Third, Libratus ran background computations during each night of the tournament so that it could fix holes in its overall strategy. That meant Libratus was steadily improving its overall level of play and minimizing the ways that its human opponents could exploit its mistakes. It even prioritized fixes based on whether or not its human opponents had noticed and exploited those holes. By comparison, the human poker pros were able to consistently exploit strategic holes in the 2015 tournament against the predecessor AI called Claudico.

... The Libratus victory translates into an astounding winning rate of 14.7 big blinds per 100 hands in poker parlance—and that’s a very impressive winning rate indeed considering the AI was playing four human poker pros. Prior to the start of the tournament, online betting sites had been giving odds of 4:1 with Libratus seen as the underdog.
Here's a recent paper on deep learning and poker. The program DeepStack is not Libratus (thanks to a commenter for pointing this out), but both have managed to outperform human players.

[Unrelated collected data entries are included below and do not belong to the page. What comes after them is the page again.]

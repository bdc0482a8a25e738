//! SSE4.1 neural kernels (four f32 lanes per vector).
//!
//! Full vectors go through the intrinsic path; the last `len % 4` elements
//! use the scalar definitions.

use std::arch::x86_64::*;

use super::scalar;
use crate::memory::{align_lo, is_aligned_ptr};
use crate::simd::x86_sse41::{extract_sum_ps, load_ps, load_si128, store_ps, A, F};
use crate::view::{Raster, RasterMut};

/// Four vectors per unrolled step.
const QF: usize = 4 * F;

const LOG2_POLY: [f32; 6] = [3.115_79, -3.324_199, 2.598_845_2, -1.231_530_3, 0.318_213_37, -0.034_436_006];
const EXP2_POLY: [f32; 6] = [0.999_999_94, 0.693_153_1, 0.240_153_61, 0.055_826_318, 0.008_989_34, 0.001_877_576_7];

#[inline(always)]
fn aligned(p: *const f32) -> bool {
    is_aligned_ptr(p, A)
}

/// `dst = vector(src)` over full vectors, `scalar(src)` for the remainder.
#[target_feature(enable = "sse4.1")]
#[inline]
unsafe fn map<const ALIGN: bool>(
    src: &[f32],
    dst: &mut [f32],
    vector: impl Fn(__m128) -> __m128,
    scalar: impl Fn(f32) -> f32,
) {
    let body = align_lo(dst.len(), F);
    let (s, d) = (src.as_ptr(), dst.as_mut_ptr());
    let mut i = 0;
    while i < body {
        store_ps::<ALIGN>(d.add(i), vector(load_ps::<ALIGN>(s.add(i))));
        i += F;
    }
    for (d, &s) in dst[body..].iter_mut().zip(&src[body..]) {
        *d = scalar(s);
    }
}

/// `dst = vector(src, dst)` over full vectors, `scalar(src, dst)` for the remainder.
#[target_feature(enable = "sse4.1")]
#[inline]
unsafe fn update<const ALIGN: bool>(
    src: &[f32],
    dst: &mut [f32],
    vector: impl Fn(__m128, __m128) -> __m128,
    scalar: impl Fn(f32, f32) -> f32,
) {
    let body = align_lo(dst.len(), F);
    let (s, d) = (src.as_ptr(), dst.as_mut_ptr());
    let mut i = 0;
    while i < body {
        let value = vector(load_ps::<ALIGN>(s.add(i)), load_ps::<ALIGN>(d.add(i)));
        store_ps::<ALIGN>(d.add(i), value);
        i += F;
    }
    for (d, &s) in dst[body..].iter_mut().zip(&src[body..]) {
        *d = scalar(s, *d);
    }
}

/// Picks the aligned body of `map` when both slices start on a vector boundary.
macro_rules! select_map {
    ($kernel:ident, $src:expr, $dst:expr, $vector:expr, $scalar:expr) => {
        if aligned($src.as_ptr()) && aligned($dst.as_ptr()) {
            $kernel::<true>($src, $dst, $vector, $scalar)
        } else {
            $kernel::<false>($src, $dst, $vector, $scalar)
        }
    };
}

#[target_feature(enable = "sse4.1")]
pub(crate) unsafe fn product_sum(a: &[f32], b: &[f32]) -> f32 {
    if aligned(a.as_ptr()) && aligned(b.as_ptr()) {
        product_sum_body::<true>(a, b)
    } else {
        product_sum_body::<false>(a, b)
    }
}

#[target_feature(enable = "sse4.1")]
#[inline]
unsafe fn product_sum_body<const ALIGN: bool>(a: &[f32], b: &[f32]) -> f32 {
    let size = a.len();
    let partial = align_lo(size, F);
    let full = align_lo(size, QF);
    let (pa, pb) = (a.as_ptr(), b.as_ptr());
    let mut sum = 0.0;
    let mut i = 0;
    if partial != 0 {
        let mut sums = [_mm_setzero_ps(); 4];
        while i < full {
            for (k, acc) in sums.iter_mut().enumerate() {
                let offset = i + k * F;
                let product = _mm_mul_ps(load_ps::<ALIGN>(pa.add(offset)), load_ps::<ALIGN>(pb.add(offset)));
                *acc = _mm_add_ps(*acc, product);
            }
            i += QF;
        }
        let mut total = _mm_add_ps(_mm_add_ps(sums[0], sums[1]), _mm_add_ps(sums[2], sums[3]));
        while i < partial {
            total = _mm_add_ps(total, _mm_mul_ps(load_ps::<ALIGN>(pa.add(i)), load_ps::<ALIGN>(pb.add(i))));
            i += F;
        }
        sum += extract_sum_ps(total);
    }
    for (&x, &y) in a[i..].iter().zip(&b[i..]) {
        sum += x * y;
    }
    sum
}

#[target_feature(enable = "sse4.1")]
pub(crate) unsafe fn add_multiplied(src: &[f32], value: f32, dst: &mut [f32]) {
    let k = _mm_set1_ps(value);
    let vector = |s: __m128, d: __m128| _mm_add_ps(d, _mm_mul_ps(k, s));
    let scalar = |s: f32, d: f32| d + s * value;
    select_map!(update, src, dst, vector, scalar);
}

#[target_feature(enable = "sse4.1")]
pub(crate) unsafe fn add_vector(src: &[f32], dst: &mut [f32]) {
    let vector = |s: __m128, d: __m128| _mm_add_ps(d, s);
    let scalar = |s: f32, d: f32| d + s;
    select_map!(update, src, dst, vector, scalar);
}

#[target_feature(enable = "sse4.1")]
pub(crate) unsafe fn add_value(value: f32, dst: &mut [f32]) {
    if aligned(dst.as_ptr()) {
        add_value_body::<true>(value, dst);
    } else {
        add_value_body::<false>(value, dst);
    }
}

#[target_feature(enable = "sse4.1")]
#[inline]
unsafe fn add_value_body<const ALIGN: bool>(value: f32, dst: &mut [f32]) {
    let body = align_lo(dst.len(), F);
    let k = _mm_set1_ps(value);
    let d = dst.as_mut_ptr();
    let mut i = 0;
    while i < body {
        store_ps::<ALIGN>(d.add(i), _mm_add_ps(load_ps::<ALIGN>(d.add(i)), k));
        i += F;
    }
    for d in &mut dst[body..] {
        *d += value;
    }
}

#[target_feature(enable = "sse4.1")]
pub(crate) unsafe fn rough_sigmoid(src: &[f32], slope: f32, dst: &mut [f32]) {
    let k = _mm_set1_ps(slope);
    let sign = _mm_set1_ps(-0.0);
    let one = _mm_set1_ps(1.0);
    let (a, b) = (_mm_set1_ps(0.5417), _mm_set1_ps(0.1460));
    let vector = |s: __m128| {
        let value = _mm_mul_ps(s, k);
        let x = _mm_andnot_ps(sign, value);
        let x2 = _mm_mul_ps(x, x);
        let x4 = _mm_mul_ps(x2, x2);
        let series = _mm_add_ps(_mm_add_ps(one, x), _mm_add_ps(_mm_mul_ps(x2, a), _mm_mul_ps(x4, b)));
        let positive = _mm_cmpgt_ps(value, _mm_setzero_ps());
        let exp = _mm_blendv_ps(series, _mm_rcp_ps(series), positive);
        _mm_rcp_ps(_mm_add_ps(one, exp))
    };
    let scalar = |s: f32| scalar::rough_sigmoid(s * slope);
    select_map!(map, src, dst, vector, scalar);
}

#[target_feature(enable = "sse4.1")]
pub(crate) unsafe fn rough_sigmoid2(src: &[f32], slope: f32, dst: &mut [f32]) {
    let k = _mm_set1_ps(slope * 0.007_812_5);
    let one = _mm_set1_ps(1.0);
    let half = _mm_set1_ps(0.5);
    let vector = |s: __m128| {
        let mut e = _mm_max_ps(half, _mm_sub_ps(one, _mm_mul_ps(s, k)));
        for _ in 0..7 {
            e = _mm_mul_ps(e, e);
        }
        _mm_rcp_ps(_mm_add_ps(one, e))
    };
    let scalar = |s: f32| scalar::rough_sigmoid2(s * slope);
    select_map!(map, src, dst, vector, scalar);
}

#[target_feature(enable = "sse4.1")]
pub(crate) unsafe fn derivative_sigmoid(src: &[f32], slope: f32, dst: &mut [f32]) {
    let k = _mm_set1_ps(slope);
    let one = _mm_set1_ps(1.0);
    let vector = |s: __m128, d: __m128| _mm_mul_ps(_mm_mul_ps(d, k), _mm_mul_ps(_mm_sub_ps(one, s), s));
    let scalar = |s: f32, d: f32| d * slope * scalar::derivative_sigmoid(s);
    select_map!(update, src, dst, vector, scalar);
}

#[target_feature(enable = "sse4.1")]
pub(crate) unsafe fn rough_tanh(src: &[f32], slope: f32, dst: &mut [f32]) {
    let k = _mm_set1_ps(slope);
    let sign = _mm_set1_ps(-0.0);
    let one = _mm_set1_ps(1.0);
    let (a, b) = (_mm_set1_ps(0.5658), _mm_set1_ps(0.1430));
    let vector = |s: __m128| {
        let value = _mm_mul_ps(s, k);
        let x = _mm_andnot_ps(sign, value);
        let x2 = _mm_mul_ps(x, x);
        let x4 = _mm_mul_ps(x2, x2);
        let pe = _mm_add_ps(_mm_add_ps(one, x), _mm_add_ps(_mm_mul_ps(x2, a), _mm_mul_ps(x4, b)));
        let ne = _mm_rcp_ps(pe);
        let magnitude = _mm_mul_ps(_mm_sub_ps(pe, ne), _mm_rcp_ps(_mm_add_ps(pe, ne)));
        let negative = _mm_cmpgt_ps(_mm_setzero_ps(), value);
        _mm_xor_ps(magnitude, _mm_and_ps(sign, negative))
    };
    let scalar = |s: f32| scalar::rough_tanh(s * slope);
    select_map!(map, src, dst, vector, scalar);
}

#[target_feature(enable = "sse4.1")]
pub(crate) unsafe fn derivative_tanh(src: &[f32], slope: f32, dst: &mut [f32]) {
    let k = _mm_set1_ps(slope);
    let one = _mm_set1_ps(1.0);
    let vector = |s: __m128, d: __m128| _mm_mul_ps(_mm_mul_ps(d, k), _mm_sub_ps(one, _mm_mul_ps(s, s)));
    let scalar = |s: f32, d: f32| d * slope * scalar::derivative_tanh(s);
    select_map!(update, src, dst, vector, scalar);
}

#[target_feature(enable = "sse4.1")]
pub(crate) unsafe fn relu(src: &[f32], slope: f32, dst: &mut [f32]) {
    let k = _mm_set1_ps(slope);
    if slope == 0.0 {
        let vector = |s: __m128| _mm_max_ps(_mm_setzero_ps(), s);
        select_map!(map, src, dst, vector, |s: f32| s.max(0.0));
    } else {
        let vector = |s: __m128| _mm_max_ps(_mm_mul_ps(k, s), s);
        select_map!(map, src, dst, vector, |s: f32| (s * slope).max(s));
    }
}

#[target_feature(enable = "sse4.1")]
pub(crate) unsafe fn derivative_relu(src: &[f32], slope: f32, dst: &mut [f32]) {
    let k = _mm_set1_ps(slope);
    let rest = _mm_set1_ps(1.0 - slope);
    let vector = |s: __m128, d: __m128| {
        let positive = _mm_cmpgt_ps(s, _mm_setzero_ps());
        _mm_mul_ps(_mm_add_ps(k, _mm_and_ps(positive, rest)), d)
    };
    let scalar = |s: f32, d: f32| d * if s > 0.0 { 1.0 } else { slope };
    select_map!(update, src, dst, vector, scalar);
}

#[target_feature(enable = "sse4.1")]
#[inline]
unsafe fn poly5(x: __m128, c: &[f32; 6]) -> __m128 {
    let mut p = _mm_set1_ps(c[5]);
    for &coefficient in c[..5].iter().rev() {
        p = _mm_add_ps(_mm_mul_ps(p, x), _mm_set1_ps(coefficient));
    }
    p
}

/// `log2(x)` for positive normal `x`: exponent plus a polynomial in the mantissa.
#[target_feature(enable = "sse4.1")]
#[inline]
unsafe fn log2_ps(x: __m128) -> __m128 {
    let one = _mm_set1_ps(1.0);
    let bits = _mm_castps_si128(x);
    let exponent = _mm_cvtepi32_ps(_mm_sub_epi32(_mm_srli_epi32(bits, 23), _mm_set1_epi32(127)));
    let mantissa = _mm_or_ps(_mm_castsi128_ps(_mm_and_si128(bits, _mm_set1_epi32(0x007F_FFFF))), one);
    _mm_add_ps(exponent, _mm_mul_ps(poly5(mantissa, &LOG2_POLY), _mm_sub_ps(mantissa, one)))
}

/// `2^x`, saturating to zero below -127 and to infinity at 128.
#[target_feature(enable = "sse4.1")]
#[inline]
unsafe fn exp2_ps(x: __m128) -> __m128 {
    let x = _mm_max_ps(_mm_min_ps(x, _mm_set1_ps(128.0)), _mm_set1_ps(-126.999_99));
    let whole = _mm_floor_ps(x);
    let fraction = _mm_sub_ps(x, whole);
    let scale = _mm_slli_epi32(_mm_add_epi32(_mm_cvttps_epi32(whole), _mm_set1_epi32(127)), 23);
    _mm_mul_ps(poly5(fraction, &EXP2_POLY), _mm_castsi128_ps(scale))
}

/// `src^exponent` for positive `src`.
#[target_feature(enable = "sse4.1")]
pub(crate) unsafe fn pow(src: &[f32], exponent: f32, dst: &mut [f32]) {
    let e = _mm_set1_ps(exponent);
    let vector = |s: __m128| exp2_ps(_mm_mul_ps(log2_ps(s), e));
    let scalar = |s: f32| scalar::pow(s, exponent);
    select_map!(map, src, dst, vector, scalar);
}

#[target_feature(enable = "sse4.1")]
pub(crate) unsafe fn update_weights(x: &[f32], a: f32, b: f32, d: &mut [f32], w: &mut [f32]) {
    if aligned(x.as_ptr()) && aligned(d.as_ptr()) && aligned(w.as_ptr()) {
        update_weights_body::<true>(x, a, b, d, w);
    } else {
        update_weights_body::<false>(x, a, b, d, w);
    }
}

#[target_feature(enable = "sse4.1")]
#[inline]
unsafe fn update_weights_body<const ALIGN: bool>(x: &[f32], a: f32, b: f32, d: &mut [f32], w: &mut [f32]) {
    let body = align_lo(x.len(), F);
    let (ka, kb) = (_mm_set1_ps(a), _mm_set1_ps(b));
    let (px, pd, pw) = (x.as_ptr(), d.as_mut_ptr(), w.as_mut_ptr());
    let mut i = 0;
    while i < body {
        let step = _mm_add_ps(_mm_mul_ps(ka, load_ps::<ALIGN>(pd.add(i))), _mm_mul_ps(kb, load_ps::<ALIGN>(px.add(i))));
        store_ps::<ALIGN>(pd.add(i), step);
        store_ps::<ALIGN>(pw.add(i), _mm_add_ps(load_ps::<ALIGN>(pw.add(i)), step));
        i += F;
    }
    scalar::neural_update_weights(&x[body..], a, b, &mut d[body..], &mut w[body..]);
}

/// AdaGrad step; full vectors use the hardware reciprocal square root estimate.
#[target_feature(enable = "sse4.1")]
pub(crate) unsafe fn adaptive_gradient_update(
    delta: &[f32],
    batch: usize,
    alpha: f32,
    epsilon: f32,
    gradient: &mut [f32],
    weight: &mut [f32],
) {
    if aligned(delta.as_ptr()) && aligned(gradient.as_ptr()) && aligned(weight.as_ptr()) {
        adaptive_gradient_update_body::<true>(delta, batch, alpha, epsilon, gradient, weight);
    } else {
        adaptive_gradient_update_body::<false>(delta, batch, alpha, epsilon, gradient, weight);
    }
}

#[target_feature(enable = "sse4.1")]
#[inline]
#[allow(clippy::cast_precision_loss, clippy::cast_possible_truncation)] // 1/batch rounded to f32
unsafe fn adaptive_gradient_update_body<const ALIGN: bool>(
    delta: &[f32],
    batch: usize,
    alpha: f32,
    epsilon: f32,
    gradient: &mut [f32],
    weight: &mut [f32],
) {
    let body = align_lo(delta.len(), F);
    let norm = _mm_set1_ps((1.0 / batch as f64) as f32);
    let (ka, ke) = (_mm_set1_ps(alpha), _mm_set1_ps(epsilon));
    let (pd, pg, pw) = (delta.as_ptr(), gradient.as_mut_ptr(), weight.as_mut_ptr());
    let mut i = 0;
    while i < body {
        let d = _mm_mul_ps(load_ps::<ALIGN>(pd.add(i)), norm);
        let g = _mm_add_ps(load_ps::<ALIGN>(pg.add(i)), _mm_mul_ps(d, d));
        store_ps::<ALIGN>(pg.add(i), g);
        let step = _mm_mul_ps(_mm_mul_ps(ka, d), _mm_rsqrt_ps(_mm_add_ps(g, ke)));
        store_ps::<ALIGN>(pw.add(i), _mm_sub_ps(load_ps::<ALIGN>(pw.add(i)), step));
        i += F;
    }
    scalar::neural_adaptive_gradient_update(
        &delta[body..],
        batch,
        alpha,
        epsilon,
        &mut gradient[body..],
        &mut weight[body..],
    );
}

/// Selector for [`convert_body`].
#[target_feature(enable = "sse4.1")]
pub(crate) unsafe fn convert(src: &Raster<'_, u8>, dst: &mut RasterMut<'_, f32>, inversion: bool) {
    match (src.is_aligned(A) && dst.is_aligned(A), inversion) {
        (true, true) => convert_body::<true, true>(src, dst),
        (true, false) => convert_body::<true, false>(src, dst),
        (false, true) => convert_body::<false, true>(src, dst),
        (false, false) => convert_body::<false, false>(src, dst),
    }
}

#[target_feature(enable = "sse4.1")]
#[inline]
unsafe fn convert_body<const ALIGN: bool, const INVERSION: bool>(src: &Raster<'_, u8>, dst: &mut RasterMut<'_, f32>) {
    let width = src.width();
    let body = align_lo(width, A);
    let k = _mm_set1_ps(255.0);
    let ones = _mm_set1_epi8(-1);
    for y in 0..src.height() {
        let s = src.row(y).as_ptr();
        let row = dst.row_mut(y);
        let d = row.as_mut_ptr();
        let mut col = 0;
        while col < body {
            let mut bytes = load_si128::<ALIGN, _>(s.add(col));
            if INVERSION {
                bytes = _mm_sub_epi8(ones, bytes);
            }
            for quarter in 0..4 {
                let lanes = _mm_cvtepu8_epi32(bytes);
                store_ps::<ALIGN>(d.add(col + quarter * F), _mm_div_ps(_mm_cvtepi32_ps(lanes), k));
                bytes = _mm_srli_si128(bytes, 4);
            }
            col += A;
        }
        let tail = &src.row(y)[body..];
        for (d, &v) in row[body..].iter_mut().zip(tail) {
            let v = if INVERSION { 255 - v } else { v };
            *d = f32::from(v) / 255.0;
        }
    }
}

DeepStack: Expert-Level Artificial Intelligence in No-Limit Poker

Artificial intelligence has seen a number of breakthroughs in recent years, with games often serving as significant milestones. A common feature of games with these successes is that they involve information symmetry among the players, where all players have identical information. This property of perfect information, though, is far more common in games than in real-world problems. Poker is the quintessential game of imperfect information, and it has been a longstanding challenge problem in artificial intelligence. In this paper we introduce DeepStack, a new algorithm for imperfect information settings such as poker. It combines recursive reasoning to handle information asymmetry, decomposition to focus computation on the relevant decision, and a form of intuition about arbitrary poker situations that is automatically learned from self-play games using deep learning. In a study involving dozens of participants and 44,000 hands of poker, DeepStack becomes the first computer program to beat professional poker players in heads-up no-limit Texas hold'em. Furthermore, we show this approach dramatically reduces worst-case exploitability compared to the abstraction paradigm that has been favored for over a decade.